Collected data:

>>

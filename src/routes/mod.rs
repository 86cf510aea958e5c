// HTTP + WebSocket exposition of published metrics

mod http;
mod ws;

use axum::{Router, routing::get};
use std::sync::Arc;
use std::sync::atomic::AtomicUsize;
use tokio::sync::{broadcast, watch};
use tower_http::cors::{Any, CorsLayer};

use crate::models::DerivedMetrics;

#[derive(Clone)]
pub(crate) struct AppState {
    pub(crate) latest_rx: watch::Receiver<Option<DerivedMetrics>>,
    pub(crate) metrics_tx: broadcast::Sender<DerivedMetrics>,
    pub(crate) ws_connections: Arc<AtomicUsize>,
}

pub fn app(
    latest_rx: watch::Receiver<Option<DerivedMetrics>>,
    metrics_tx: broadcast::Sender<DerivedMetrics>,
    ws_connections: Arc<AtomicUsize>,
) -> Router {
    let state = AppState {
        latest_rx,
        metrics_tx,
        ws_connections,
    };
    Router::new()
        .route("/", get(|| async { "procmon: host metrics sampler" })) // GET /
        .route("/version", get(http::version_handler)) // GET /version
        .route("/api/metrics", get(http::latest_metrics_handler)) // GET /api/metrics
        .route("/ws/metrics", get(ws::ws_metrics)) // WS /ws/metrics
        .layer(CorsLayer::new().allow_origin(Any))
        .with_state(state)
}
// GET handlers: version, latest metrics

use axum::{extract::State, http::StatusCode, response::IntoResponse};

use super::AppState;

/// Package name and version, baked in at build time.
pub const NAME: &str = env!("CARGO_PKG_NAME");
pub const VERSION: &str = env!("CARGO_PKG_VERSION");

/// GET /version
pub(super) async fn version_handler() -> impl IntoResponse {
    axum::Json(serde_json::json!({
        "name": NAME,
        "version": VERSION,
    }))
}

/// GET /api/metrics: most recent record, or 503 until the first tick has been published.
pub(super) async fn latest_metrics_handler(State(state): State<AppState>) -> impl IntoResponse {
    let latest = state.latest_rx.borrow().clone();
    match latest {
        Some(record) => axum::Json(record).into_response(),
        None => (
            StatusCode::SERVICE_UNAVAILABLE,
            axum::Json(serde_json::json!({ "error": "no metrics sampled yet" })),
        )
            .into_response(),
    }
}
// Sampler loop: read the kernel accounting sources every tick, derive metrics,
// hand one record to the consumer. Fixed delay between ticks, one record in flight.

use crate::disk_repo::{DiskSource, SysinfoDisks};
use crate::error::StatError;
use crate::models::{CpuMetrics, DerivedMetrics, DiskStat, MemoryMetrics};
use crate::procfs::{self, CpuSnapshot, MemorySnapshot};
use std::fmt::Display;
use std::path::PathBuf;
use std::sync::Arc;
use tokio::sync::{mpsc, oneshot};
use tokio::time::{Duration, Instant, sleep};
use tracing::Instrument;

/// Rate limit for repeated "source failed" warnings while a source stays broken.
const FAILURE_WARN_INTERVAL: Duration = Duration::from_secs(60);

const BYTES_PER_MB: u64 = 1024 * 1024;

/// Single-slot hand-off: at most one record waits for the consumer.
pub fn output_channel() -> (mpsc::Sender<DerivedMetrics>, mpsc::Receiver<DerivedMetrics>) {
    mpsc::channel(1)
}

/// Collaborators, output and shutdown for the sampler.
pub struct SamplerDeps {
    pub disks: Arc<dyn DiskSource>,
    pub tx: mpsc::Sender<DerivedMetrics>,
    /// Resolving (or dropping the sender) stops the loop at its next suspension point.
    pub shutdown_rx: oneshot::Receiver<()>,
}

pub struct SamplerConfig {
    /// Delay between the end of one delivery and the next sample.
    pub interval: Duration,
    pub stat_path: PathBuf,
    pub meminfo_path: PathBuf,
}

impl SamplerConfig {
    /// Default `/proc` sources with the given interval.
    pub fn with_interval_secs(interval_secs: u64) -> Self {
        Self {
            interval: Duration::from_secs(interval_secs),
            stat_path: PathBuf::from(procfs::DEFAULT_STAT_PATH),
            meminfo_path: PathBuf::from(procfs::DEFAULT_MEMINFO_PATH),
        }
    }
}

/// Counters reported when the loop exits.
#[derive(Debug, Clone, Copy, Default, PartialEq, Eq)]
pub struct SamplerStats {
    pub ticks: u64,
    pub delivered: u64,
    pub cpu_failures: u64,
    pub memory_failures: u64,
    pub disk_failures: u64,
}

/// Sample forever with the default sources, one record per `interval_seconds`
/// into `tx`. Returns only on shutdown or when the consumer goes away.
pub async fn start(
    interval_seconds: u64,
    tx: mpsc::Sender<DerivedMetrics>,
    shutdown_rx: oneshot::Receiver<()>,
) -> SamplerStats {
    run(
        SamplerDeps {
            disks: Arc::new(SysinfoDisks::new()),
            tx,
            shutdown_rx,
        },
        SamplerConfig::with_interval_secs(interval_seconds),
    )
    .await
}

/// Spawns the sampler on its own task.
pub fn spawn(deps: SamplerDeps, config: SamplerConfig) -> tokio::task::JoinHandle<SamplerStats> {
    let span = tracing::debug_span!(
        "sampler",
        interval_ms = config.interval.as_millis() as u64
    );
    tokio::spawn(run(deps, config).instrument(span))
}

/// Runs the loop on the current task until shutdown.
pub async fn run(deps: SamplerDeps, config: SamplerConfig) -> SamplerStats {
    let SamplerDeps {
        disks,
        tx,
        mut shutdown_rx,
    } = deps;
    let interval = config.interval;
    let mut sampler = Sampler::new(disks, config);

    loop {
        tokio::select! {
            _ = sleep(interval) => {}
            _ = &mut shutdown_rx => {
                tracing::debug!("Sampler shutting down");
                break;
            }
        }

        let record = sampler.tick().await;

        tokio::select! {
            sent = tx.send(record) => {
                if sent.is_err() {
                    tracing::debug!("Metrics consumer closed; sampler stopping");
                    break;
                }
                sampler.stats.delivered += 1;
            }
            _ = &mut shutdown_rx => {
                tracing::debug!("Sampler shutting down while waiting for consumer");
                break;
            }
        }
    }

    tracing::debug!(
        ticks = sampler.stats.ticks,
        delivered = sampler.stats.delivered,
        "Sampler stopped"
    );
    sampler.stats
}

/// Loop state carried between ticks. Only the previous CPU snapshot survives a
/// tick, for the interval percentages; every tick re-reads both sources.
struct Sampler {
    disks: Arc<dyn DiskSource>,
    config: SamplerConfig,
    previous_cpu: Option<CpuSnapshot>,
    cpu_health: SourceHealth,
    memory_health: SourceHealth,
    disk_health: SourceHealth,
    stats: SamplerStats,
}

impl Sampler {
    fn new(disks: Arc<dyn DiskSource>, config: SamplerConfig) -> Self {
        Self {
            disks,
            config,
            previous_cpu: None,
            cpu_health: SourceHealth::new("read_cpu_stat"),
            memory_health: SourceHealth::new("read_meminfo"),
            disk_health: SourceHealth::new("disk_stats"),
            stats: SamplerStats::default(),
        }
    }

    async fn tick(&mut self) -> DerivedMetrics {
        self.stats.ticks += 1;
        let timestamp = unix_millis();

        let stat_path = self.config.stat_path.clone();
        let meminfo_path = self.config.meminfo_path.clone();
        let disks = self.disks.clone();
        let (cpu, memory, disk_list) = tokio::join!(
            blocking(move || procfs::cpu::read(&stat_path)),
            blocking(move || procfs::memory::read(&meminfo_path)),
            async move {
                tokio::task::spawn_blocking(move || disks.disk_stats())
                    .await
                    .unwrap_or_else(|e| Err(anyhow::anyhow!("disk task join: {}", e)))
            },
        );

        let cpu = match cpu {
            Ok(snapshot) => {
                self.cpu_health.succeeded();
                let metrics = derive_cpu(&snapshot, self.previous_cpu.as_ref());
                self.previous_cpu = Some(snapshot);
                metrics
            }
            Err(e) => {
                self.stats.cpu_failures += 1;
                self.cpu_health.failed(&e);
                self.previous_cpu = None;
                CpuMetrics::default()
            }
        };

        let memory = match memory {
            Ok(snapshot) => {
                self.memory_health.succeeded();
                derive_memory(&snapshot)
            }
            Err(e) => {
                self.stats.memory_failures += 1;
                self.memory_health.failed(&e);
                MemoryMetrics::default()
            }
        };

        let disks: Vec<DiskStat> = match disk_list {
            Ok(list) => {
                self.disk_health.succeeded();
                list
            }
            Err(e) => {
                self.stats.disk_failures += 1;
                self.disk_health.failed(&e);
                Vec::new()
            }
        };

        tracing::debug!(
            tick = self.stats.ticks,
            cpu_collected = cpu.collected,
            memory_collected = memory.collected,
            disks = disks.len(),
            "sampled"
        );

        DerivedMetrics {
            timestamp,
            memory,
            cpu,
            disks,
        }
    }
}

/// Run a parser on the blocking pool; a panicked parser counts as an I/O failure.
async fn blocking<T, F>(f: F) -> Result<T, StatError>
where
    F: FnOnce() -> Result<T, StatError> + Send + 'static,
    T: Send + 'static,
{
    tokio::task::spawn_blocking(f)
        .await
        .unwrap_or_else(|e| Err(StatError::Io(std::io::Error::other(e))))
}

/// Tracks one metric family so a persistently broken source warns once a minute, not every tick.
struct SourceHealth {
    operation: &'static str,
    failing: bool,
    last_warn: Option<Instant>,
}

impl SourceHealth {
    fn new(operation: &'static str) -> Self {
        Self {
            operation,
            failing: false,
            last_warn: None,
        }
    }

    fn failed(&mut self, error: &dyn Display) {
        self.failing = true;
        let should_warn = self
            .last_warn
            .is_none_or(|t| t.elapsed() >= FAILURE_WARN_INTERVAL);
        if should_warn {
            tracing::warn!(
                error = %error,
                operation = self.operation,
                "source failed; reporting zeroed metrics"
            );
            self.last_warn = Some(Instant::now());
        }
    }

    fn succeeded(&mut self) {
        if self.failing {
            tracing::info!(operation = self.operation, "source recovered");
        }
        self.failing = false;
        self.last_warn = None;
    }
}

fn unix_millis() -> u64 {
    std::time::SystemTime::now()
        .duration_since(std::time::UNIX_EPOCH)
        .map(|d| d.as_millis() as u64)
        .unwrap_or_else(|e| {
            tracing::warn!(
                error = %e,
                operation = "get_timestamp",
                "system time error"
            );
            0
        })
}

/// `part / total * 100`, or 0 when `total` is 0.
pub fn percent(part: u64, total: u64) -> f64 {
    if total == 0 {
        0.0
    } else {
        part as f64 / total as f64 * 100.0
    }
}

/// Floor division to whole megabytes.
pub fn bytes_to_mb(bytes: u64) -> u64 {
    bytes / BYTES_PER_MB
}

/// CPU block from a snapshot. Lifetime percentages use the cumulative total;
/// interval percentages use the difference against `previous`, if any.
pub fn derive_cpu(cpu: &CpuSnapshot, previous: Option<&CpuSnapshot>) -> CpuMetrics {
    let (interval_used_percent, interval_idle_percent, interval_system_percent) = match previous {
        Some(prev) => {
            let total = cpu.total.saturating_sub(prev.total);
            (
                percent(cpu.user.saturating_sub(prev.user), total),
                percent(cpu.idle.saturating_sub(prev.idle), total),
                percent(cpu.system.saturating_sub(prev.system), total),
            )
        }
        None => (0.0, 0.0, 0.0),
    };

    CpuMetrics {
        collected: true,
        used_percent: percent(cpu.user, cpu.total),
        idle_percent: percent(cpu.idle, cpu.total),
        system_percent: percent(cpu.system, cpu.total),
        interval_used_percent,
        interval_idle_percent,
        interval_system_percent,
        procs_running: cpu.procs_running as f64,
        procs_blocked: cpu.procs_blocked as f64,
        cpu_count: cpu.cpu_count,
    }
}

pub fn derive_memory(memory: &MemorySnapshot) -> MemoryMetrics {
    MemoryMetrics {
        collected: true,
        total: bytes_to_mb(memory.total),
        used: bytes_to_mb(memory.used),
        cached: bytes_to_mb(memory.cached),
        buffers: bytes_to_mb(memory.buffers),
        free: bytes_to_mb(memory.free),
        available: bytes_to_mb(memory.available),
        swap_used: bytes_to_mb(memory.swap_used),
    }
}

<<

### Task directions
Give back exactly the lines above, from the line containing "pub struct SamplerDeps" through the line containing "the given interval.", with both end lines and nothing more.

### Solution for this exercise
pub struct SamplerDeps {
    pub disks: Arc<dyn DiskSource>,
    pub tx: mpsc::Sender<DerivedMetrics>,
    /// Resolving (or dropping the sender) stops the loop at its next suspension point.
    pub shutdown_rx: oneshot::Receiver<()>,
}

pub struct SamplerConfig {
    /// Delay between the end of one delivery and the next sample.
    pub interval: Duration,
    pub stat_path: PathBuf,
    pub meminfo_path: PathBuf,
}

impl SamplerConfig {
    /// Default `/proc` sources with the given interval.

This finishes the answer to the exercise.